That marginal principle will persist so long as some locations are
preferable to others. And in those circumstances Rent will continue
and be allocated with reference to “marginal” or zero-value Land. The
better the opportunity to profit by the use of any location above the
most desirable to be had for nothing, the higher will be the Rent of
the former.

Whether the surplus of Production or possible Production be called
Rent for Land, or deductions from Wages for superior opportunities to
Labor, or be otherwise distinguished from Wages for Labor, it none the
less exists as a distinct and natural allocation of Wealth produced
from and upon Land by Labor. Although Rent depends wholly upon Labor
for its Production it is a differential gain in Wealth which is due
not to superior productiveness of Labor but to relative superiority of
different kinds and locations of Land.

This continuous allocation to Rent of shares of Labor-produced Wealth
may--it constantly does--take on Capitalized forms. As Wealth is
produced it flows toward the productive factors in two distinct and
continuous streams--Wages for Labor and Rent for Land. But as Land
has in business custom the rank of a commodity, the legal right of
its owners to appropriate Rent assumes the form of Capitalized Land
Value. An annual income from Rent, for example, be that income actual
or only potential, may be bought and sold in business intercourse for a
Capital sum or “purchase money.” Commonly it is so sold along with the
legal Land title by which it is secured to the owner, but often with
Artificial improvements, the whole being called “real estate,” as if
the improvements and the Land were fundamentally identical.

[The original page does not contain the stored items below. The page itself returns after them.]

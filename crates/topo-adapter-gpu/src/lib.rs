//! # topo-adapter-gpu
//!
//! GPU interconnect topology discovery for a single host.
//!
//! This crate provides:
//! - A capability provider abstraction over the vendor management library
//! - PCIe hierarchy and NVLink classification for every ordered GPU pair
//! - Construction of the N×N topology matrix consumed by placement layers
//! - Pluggable collection strategies (link-based, bandwidth-based)
//!
//! ## Supported Backends
//!
//! - **NVML**: NVIDIA Management Library via `nvml-wrapper` (Linux only)
//! - **Mock**: in-memory topology for tests and dry runs
//!
//! ## Example
//!
//! ```rust,no_run
//! use topo_adapter_gpu::{create_collector, CollectorConfig, CollectorKind, ProviderBackend};
//!
//! #[tokio::main]
//! async fn main() -> Result<(), Box<dyn std::error::Error>> {
//!     let config = CollectorConfig::new(CollectorKind::Link)
//!         .with_backend(ProviderBackend::Nvml)
//!         .with_render_table(true);
//!
//!     let collector = create_collector(&config)?;
//!     let matrix = collector.collect().await?;
//!     println!("{}", serde_json::to_string(&matrix)?);
//!
//!     Ok(())
//! }
//! ```

use thiserror::Error;

pub mod bandwidth;
pub mod classify;
pub mod collector;
pub mod config;
pub mod link;
pub mod matrix;
pub mod provider;

// Backend-specific modules
#[cfg(all(feature = "nvml", target_os = "linux"))]
pub mod nvml;

// Mock implementation for testing
#[cfg(any(feature = "mock", test))]
pub mod mock;

// Re-export main types
pub use collector::{create_collector, LinkCollector, TopologyCollector};
pub use config::{CollectorConfig, CollectorKind, ProviderBackend};
pub use link::{LinkType, LINK_LABELS, MAX_NVLINKS};
pub use matrix::{LinkMatrix, MatrixBuilder, TopologyMatrix};
pub use provider::{DeviceHandle, ProviderError, SessionGuard, TopologyLevel, TopologyProvider, TopologySession};

/// Result type for topology operations
pub type Result<T> = std::result::Result<T, TopologyError>;

/// Errors that abort a topology collection run
#[derive(Error, Debug)]
pub enum TopologyError {
    #[error("Provider initialization failed: {0}")]
    ProviderInit(#[source] ProviderError),

    #[error("Device enumeration failed: {0}")]
    DeviceEnumeration(String),

    #[error("Not implemented: {0}")]
    NotImplemented(String),

    #[error("Provider backend not supported: {0}")]
    UnsupportedBackend(String),

    #[error("Configuration error: {0}")]
    Configuration(String),

    #[error("Collection failed: {0}")]
    Collection(String),

    #[error("Serialization error: {0}")]
    Serialization(#[from] serde_json::Error),
}

impl TopologyError {
    /// Check if a later collection cycle may succeed
    pub fn is_retryable(&self) -> bool {
        matches!(
            self,
            TopologyError::ProviderInit(_)
                | TopologyError::DeviceEnumeration(_)
                | TopologyError::Collection(_)
        )
    }
}

#[cfg(test)]
mod tests {
    use super::*;

    #[test]
    fn test_topology_error_properties() {
        let init_error = TopologyError::ProviderInit(ProviderError::Uninitialized);
        assert!(init_error.is_retryable());

        let enum_error = TopologyError::DeviceEnumeration("count".to_string());
        assert!(enum_error.is_retryable());

        let stub_error = TopologyError::NotImplemented("bandwidth".to_string());
        assert!(!stub_error.is_retryable());
        assert!(!TopologyError::UnsupportedBackend("nvml".to_string()).is_retryable());
    }

    #[test]
    fn test_error_display() {
        let error = TopologyError::UnsupportedBackend("rocm".to_string());
        assert_eq!(error.to_string(), "Provider backend not supported: rocm");

        let error = TopologyError::ProviderInit(ProviderError::Failed("driver not loaded".to_string()));
        assert_eq!(
            error.to_string(),
            "Provider initialization failed: provider call failed: driver not loaded"
        );
    }
}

As a result, the word “rent” takes on in the customary business sense
a different meaning from the meaning of Rent in the normal Economic
sense. In private business it may mean annual “groundrent,” or annual
house-and-ground “rent”; and when capitalized, all legal rental
rights may be combined in Price or Value. A concurrent custom is the
transformation noted above of Rent for Land into Capital value or
selling Price.

Such capitalizations operate as mortgages upon future Production; and
as the capitalizations increase, that kind of mortgage burden grows
in Economic weight. If Production continues advancing, the consequent
increase of Wealth as a whole easily bears the burden, which rests
then upon the naturally increasing Rent allocation rather than upon
Wages. But in consequence of such capitalizations, Rent tends to
become a football for Land speculation. This results in excessive
capitalizations of Rent, which tend in turn to lower the Margin of
Production, the Economic frontier, abnormally. As a consequence,
Rent exactions in the form of speculative Land Prices rise above
capitalizations of Rent at normal levels.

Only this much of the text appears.